### DATA IN THIS EXERCISE

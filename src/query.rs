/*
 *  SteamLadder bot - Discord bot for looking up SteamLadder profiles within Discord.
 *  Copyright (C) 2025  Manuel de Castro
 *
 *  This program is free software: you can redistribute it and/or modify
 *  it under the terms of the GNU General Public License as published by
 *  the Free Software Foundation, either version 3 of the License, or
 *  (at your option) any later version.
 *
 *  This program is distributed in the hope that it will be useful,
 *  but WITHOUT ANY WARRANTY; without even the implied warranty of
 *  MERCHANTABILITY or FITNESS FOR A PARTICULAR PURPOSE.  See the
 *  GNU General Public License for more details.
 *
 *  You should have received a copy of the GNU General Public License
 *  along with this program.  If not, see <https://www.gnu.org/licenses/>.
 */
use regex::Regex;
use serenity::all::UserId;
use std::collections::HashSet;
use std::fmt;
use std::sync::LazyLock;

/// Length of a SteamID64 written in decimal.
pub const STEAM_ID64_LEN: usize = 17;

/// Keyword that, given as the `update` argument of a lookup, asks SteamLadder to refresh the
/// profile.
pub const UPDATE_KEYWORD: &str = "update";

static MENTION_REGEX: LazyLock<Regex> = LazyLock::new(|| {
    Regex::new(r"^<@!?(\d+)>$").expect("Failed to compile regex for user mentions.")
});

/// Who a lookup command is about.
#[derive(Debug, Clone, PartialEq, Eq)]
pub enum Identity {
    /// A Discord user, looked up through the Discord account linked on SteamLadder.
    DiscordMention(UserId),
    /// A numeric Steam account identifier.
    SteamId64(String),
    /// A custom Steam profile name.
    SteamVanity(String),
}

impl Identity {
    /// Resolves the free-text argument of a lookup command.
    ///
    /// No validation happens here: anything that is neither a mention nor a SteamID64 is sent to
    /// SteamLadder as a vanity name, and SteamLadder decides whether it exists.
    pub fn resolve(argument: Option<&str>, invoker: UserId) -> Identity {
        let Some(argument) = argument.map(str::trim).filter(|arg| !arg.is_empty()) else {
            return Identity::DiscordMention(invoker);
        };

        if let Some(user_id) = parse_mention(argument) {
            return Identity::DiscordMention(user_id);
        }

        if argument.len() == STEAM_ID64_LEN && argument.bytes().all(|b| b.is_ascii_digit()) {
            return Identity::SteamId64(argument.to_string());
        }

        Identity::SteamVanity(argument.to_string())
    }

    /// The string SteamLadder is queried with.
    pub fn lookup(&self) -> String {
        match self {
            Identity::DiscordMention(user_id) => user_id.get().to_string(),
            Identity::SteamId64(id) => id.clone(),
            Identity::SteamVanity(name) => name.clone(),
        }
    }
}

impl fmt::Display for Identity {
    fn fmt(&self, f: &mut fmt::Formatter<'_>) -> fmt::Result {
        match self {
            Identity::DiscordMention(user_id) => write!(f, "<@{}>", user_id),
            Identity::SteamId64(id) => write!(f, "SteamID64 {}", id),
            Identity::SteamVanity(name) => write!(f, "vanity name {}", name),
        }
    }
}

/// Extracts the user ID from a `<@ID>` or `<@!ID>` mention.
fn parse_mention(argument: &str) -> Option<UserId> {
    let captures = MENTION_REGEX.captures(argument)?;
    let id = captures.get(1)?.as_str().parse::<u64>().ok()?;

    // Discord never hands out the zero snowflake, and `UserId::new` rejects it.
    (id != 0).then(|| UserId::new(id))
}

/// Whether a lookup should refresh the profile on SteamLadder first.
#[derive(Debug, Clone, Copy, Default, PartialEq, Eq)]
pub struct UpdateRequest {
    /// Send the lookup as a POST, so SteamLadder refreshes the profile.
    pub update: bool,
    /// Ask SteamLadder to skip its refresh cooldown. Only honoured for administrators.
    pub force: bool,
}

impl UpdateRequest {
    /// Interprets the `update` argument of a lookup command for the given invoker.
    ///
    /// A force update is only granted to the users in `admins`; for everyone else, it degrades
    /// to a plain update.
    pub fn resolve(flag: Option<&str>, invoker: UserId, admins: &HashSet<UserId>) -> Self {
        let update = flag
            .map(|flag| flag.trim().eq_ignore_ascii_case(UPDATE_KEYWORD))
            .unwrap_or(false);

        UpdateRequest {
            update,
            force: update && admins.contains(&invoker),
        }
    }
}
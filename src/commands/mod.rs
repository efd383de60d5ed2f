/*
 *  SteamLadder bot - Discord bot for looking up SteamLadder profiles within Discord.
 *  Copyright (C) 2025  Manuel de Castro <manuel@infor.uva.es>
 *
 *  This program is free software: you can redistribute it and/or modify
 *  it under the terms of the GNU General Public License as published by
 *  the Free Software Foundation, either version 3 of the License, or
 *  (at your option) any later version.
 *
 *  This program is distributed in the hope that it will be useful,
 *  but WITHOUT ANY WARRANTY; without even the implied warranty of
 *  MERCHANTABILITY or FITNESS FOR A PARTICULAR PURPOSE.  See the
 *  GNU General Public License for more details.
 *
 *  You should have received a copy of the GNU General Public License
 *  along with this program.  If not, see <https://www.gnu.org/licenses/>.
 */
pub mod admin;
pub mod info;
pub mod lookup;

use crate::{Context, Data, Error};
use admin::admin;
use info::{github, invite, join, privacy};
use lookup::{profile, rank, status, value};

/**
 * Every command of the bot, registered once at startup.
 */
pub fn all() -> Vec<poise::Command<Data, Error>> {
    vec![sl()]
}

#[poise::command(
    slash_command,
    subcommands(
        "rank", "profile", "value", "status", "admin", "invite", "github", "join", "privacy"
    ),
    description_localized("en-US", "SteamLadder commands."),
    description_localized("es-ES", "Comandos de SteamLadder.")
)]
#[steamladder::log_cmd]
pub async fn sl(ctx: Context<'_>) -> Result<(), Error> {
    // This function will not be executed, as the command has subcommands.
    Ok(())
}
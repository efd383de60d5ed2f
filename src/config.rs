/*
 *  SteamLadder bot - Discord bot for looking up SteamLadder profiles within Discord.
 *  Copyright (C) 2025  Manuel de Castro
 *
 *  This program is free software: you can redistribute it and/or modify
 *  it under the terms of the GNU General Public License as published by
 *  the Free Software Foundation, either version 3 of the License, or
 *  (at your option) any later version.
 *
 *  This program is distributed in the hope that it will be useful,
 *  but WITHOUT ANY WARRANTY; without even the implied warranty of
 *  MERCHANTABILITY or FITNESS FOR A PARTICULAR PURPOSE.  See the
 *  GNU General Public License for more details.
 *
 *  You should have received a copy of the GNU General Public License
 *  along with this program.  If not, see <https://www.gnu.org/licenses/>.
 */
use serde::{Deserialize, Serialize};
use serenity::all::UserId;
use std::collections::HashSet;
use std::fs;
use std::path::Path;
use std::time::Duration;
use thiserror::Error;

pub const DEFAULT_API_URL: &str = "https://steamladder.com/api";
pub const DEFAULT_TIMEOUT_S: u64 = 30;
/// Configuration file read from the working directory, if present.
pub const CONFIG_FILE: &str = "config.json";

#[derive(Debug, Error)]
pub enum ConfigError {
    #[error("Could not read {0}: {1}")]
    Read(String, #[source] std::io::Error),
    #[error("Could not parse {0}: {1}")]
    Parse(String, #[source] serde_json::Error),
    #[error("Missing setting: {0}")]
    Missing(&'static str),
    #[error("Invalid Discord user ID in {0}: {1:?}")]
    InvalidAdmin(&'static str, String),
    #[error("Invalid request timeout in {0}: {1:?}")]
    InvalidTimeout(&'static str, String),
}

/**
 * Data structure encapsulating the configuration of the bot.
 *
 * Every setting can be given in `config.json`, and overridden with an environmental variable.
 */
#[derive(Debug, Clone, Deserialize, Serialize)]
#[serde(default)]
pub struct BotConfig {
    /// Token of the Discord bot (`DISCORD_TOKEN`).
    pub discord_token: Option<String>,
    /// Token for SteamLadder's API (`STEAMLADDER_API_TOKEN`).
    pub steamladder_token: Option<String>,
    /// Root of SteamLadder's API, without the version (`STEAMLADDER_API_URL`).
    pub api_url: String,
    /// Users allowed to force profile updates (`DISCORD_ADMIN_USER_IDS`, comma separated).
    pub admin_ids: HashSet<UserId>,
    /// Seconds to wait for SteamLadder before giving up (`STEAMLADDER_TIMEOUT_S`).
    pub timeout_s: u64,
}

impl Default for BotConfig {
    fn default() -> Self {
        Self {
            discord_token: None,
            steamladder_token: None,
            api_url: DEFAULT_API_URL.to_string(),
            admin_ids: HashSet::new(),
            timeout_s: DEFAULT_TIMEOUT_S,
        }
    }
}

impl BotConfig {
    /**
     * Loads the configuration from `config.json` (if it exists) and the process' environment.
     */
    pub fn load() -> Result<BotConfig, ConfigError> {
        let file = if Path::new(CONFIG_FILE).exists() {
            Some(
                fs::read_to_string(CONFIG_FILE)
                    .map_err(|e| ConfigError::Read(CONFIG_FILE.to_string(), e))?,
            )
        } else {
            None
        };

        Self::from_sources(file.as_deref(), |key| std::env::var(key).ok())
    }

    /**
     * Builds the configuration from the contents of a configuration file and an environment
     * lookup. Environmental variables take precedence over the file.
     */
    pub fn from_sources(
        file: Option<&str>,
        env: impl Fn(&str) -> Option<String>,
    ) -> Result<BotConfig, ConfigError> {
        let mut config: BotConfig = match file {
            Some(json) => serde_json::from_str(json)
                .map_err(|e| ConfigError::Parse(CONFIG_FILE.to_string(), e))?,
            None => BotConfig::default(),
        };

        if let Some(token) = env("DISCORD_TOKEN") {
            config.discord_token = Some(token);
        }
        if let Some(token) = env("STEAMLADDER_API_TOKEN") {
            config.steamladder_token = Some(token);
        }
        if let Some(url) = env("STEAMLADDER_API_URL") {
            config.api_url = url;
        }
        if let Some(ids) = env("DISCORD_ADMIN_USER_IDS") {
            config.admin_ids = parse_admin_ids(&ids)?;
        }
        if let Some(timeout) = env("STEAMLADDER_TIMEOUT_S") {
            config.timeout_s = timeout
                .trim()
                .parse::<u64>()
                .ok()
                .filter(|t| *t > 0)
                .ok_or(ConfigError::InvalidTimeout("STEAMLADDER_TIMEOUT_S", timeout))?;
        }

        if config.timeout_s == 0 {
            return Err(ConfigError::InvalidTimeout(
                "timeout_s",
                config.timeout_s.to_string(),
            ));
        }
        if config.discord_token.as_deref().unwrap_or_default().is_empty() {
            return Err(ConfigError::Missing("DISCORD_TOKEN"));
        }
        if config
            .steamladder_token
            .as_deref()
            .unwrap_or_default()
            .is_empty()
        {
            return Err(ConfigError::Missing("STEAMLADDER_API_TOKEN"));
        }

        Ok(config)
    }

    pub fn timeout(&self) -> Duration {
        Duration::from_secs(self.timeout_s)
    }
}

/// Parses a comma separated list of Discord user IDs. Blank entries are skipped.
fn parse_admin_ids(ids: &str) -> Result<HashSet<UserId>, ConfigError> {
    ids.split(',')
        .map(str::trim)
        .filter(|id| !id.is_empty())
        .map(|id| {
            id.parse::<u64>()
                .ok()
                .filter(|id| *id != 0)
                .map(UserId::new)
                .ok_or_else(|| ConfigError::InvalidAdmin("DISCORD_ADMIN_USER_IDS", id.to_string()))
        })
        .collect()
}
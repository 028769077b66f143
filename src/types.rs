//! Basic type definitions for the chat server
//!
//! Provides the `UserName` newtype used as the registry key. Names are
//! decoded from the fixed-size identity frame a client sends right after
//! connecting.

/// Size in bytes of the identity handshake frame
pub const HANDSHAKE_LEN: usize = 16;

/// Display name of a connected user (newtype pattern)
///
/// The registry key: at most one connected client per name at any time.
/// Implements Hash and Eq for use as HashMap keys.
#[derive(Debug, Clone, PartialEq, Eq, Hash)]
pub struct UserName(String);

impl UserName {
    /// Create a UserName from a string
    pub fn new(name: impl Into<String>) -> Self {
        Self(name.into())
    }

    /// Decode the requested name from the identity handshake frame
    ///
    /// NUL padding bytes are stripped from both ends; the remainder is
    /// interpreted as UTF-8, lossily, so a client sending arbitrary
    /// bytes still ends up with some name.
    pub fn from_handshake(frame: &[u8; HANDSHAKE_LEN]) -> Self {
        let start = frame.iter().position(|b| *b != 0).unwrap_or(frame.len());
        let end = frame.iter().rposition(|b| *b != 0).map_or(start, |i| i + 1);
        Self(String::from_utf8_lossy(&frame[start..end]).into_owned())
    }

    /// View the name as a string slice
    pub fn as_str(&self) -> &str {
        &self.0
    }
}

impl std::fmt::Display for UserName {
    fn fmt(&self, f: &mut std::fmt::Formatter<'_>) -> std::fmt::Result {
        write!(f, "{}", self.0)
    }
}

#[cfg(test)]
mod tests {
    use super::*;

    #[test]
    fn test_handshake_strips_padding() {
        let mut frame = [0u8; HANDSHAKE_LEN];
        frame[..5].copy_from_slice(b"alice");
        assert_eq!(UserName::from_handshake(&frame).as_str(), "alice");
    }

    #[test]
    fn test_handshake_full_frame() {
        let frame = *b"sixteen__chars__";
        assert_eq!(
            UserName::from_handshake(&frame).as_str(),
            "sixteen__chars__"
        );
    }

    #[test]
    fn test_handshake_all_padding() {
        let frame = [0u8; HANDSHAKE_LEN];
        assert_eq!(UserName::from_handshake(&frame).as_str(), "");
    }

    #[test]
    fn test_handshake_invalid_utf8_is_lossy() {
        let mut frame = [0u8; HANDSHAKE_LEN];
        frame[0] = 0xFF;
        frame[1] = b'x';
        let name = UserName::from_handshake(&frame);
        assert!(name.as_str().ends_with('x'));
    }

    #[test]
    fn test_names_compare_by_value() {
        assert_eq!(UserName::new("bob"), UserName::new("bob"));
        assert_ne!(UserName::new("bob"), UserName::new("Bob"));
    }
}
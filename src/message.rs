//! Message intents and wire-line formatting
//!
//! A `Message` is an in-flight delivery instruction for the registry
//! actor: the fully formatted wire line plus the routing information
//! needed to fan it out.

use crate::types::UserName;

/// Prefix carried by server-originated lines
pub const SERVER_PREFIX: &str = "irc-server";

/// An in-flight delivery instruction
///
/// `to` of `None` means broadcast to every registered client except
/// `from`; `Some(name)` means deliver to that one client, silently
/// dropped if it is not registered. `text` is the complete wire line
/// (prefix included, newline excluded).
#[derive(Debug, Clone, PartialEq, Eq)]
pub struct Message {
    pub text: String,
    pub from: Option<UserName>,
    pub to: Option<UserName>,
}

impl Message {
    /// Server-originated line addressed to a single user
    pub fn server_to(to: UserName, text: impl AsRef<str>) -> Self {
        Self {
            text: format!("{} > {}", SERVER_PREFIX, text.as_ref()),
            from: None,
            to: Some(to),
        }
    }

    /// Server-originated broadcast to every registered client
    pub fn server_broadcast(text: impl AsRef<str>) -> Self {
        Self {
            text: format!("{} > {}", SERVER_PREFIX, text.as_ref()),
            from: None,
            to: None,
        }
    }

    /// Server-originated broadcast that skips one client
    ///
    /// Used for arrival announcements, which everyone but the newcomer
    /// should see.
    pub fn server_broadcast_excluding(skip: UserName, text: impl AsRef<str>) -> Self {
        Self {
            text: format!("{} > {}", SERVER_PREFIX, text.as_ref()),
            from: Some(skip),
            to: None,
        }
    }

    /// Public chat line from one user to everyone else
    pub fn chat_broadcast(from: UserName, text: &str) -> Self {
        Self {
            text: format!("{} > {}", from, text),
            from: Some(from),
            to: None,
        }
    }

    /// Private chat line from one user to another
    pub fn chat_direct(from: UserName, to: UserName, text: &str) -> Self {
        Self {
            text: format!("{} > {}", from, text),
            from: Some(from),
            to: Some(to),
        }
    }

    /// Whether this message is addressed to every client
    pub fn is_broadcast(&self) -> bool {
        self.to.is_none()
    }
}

######

## WORK ITEM
Looking at the data, how many lines hold the string "instruction"? Reply with the number alone.

## RESULT FOR THIS EXERCISE
2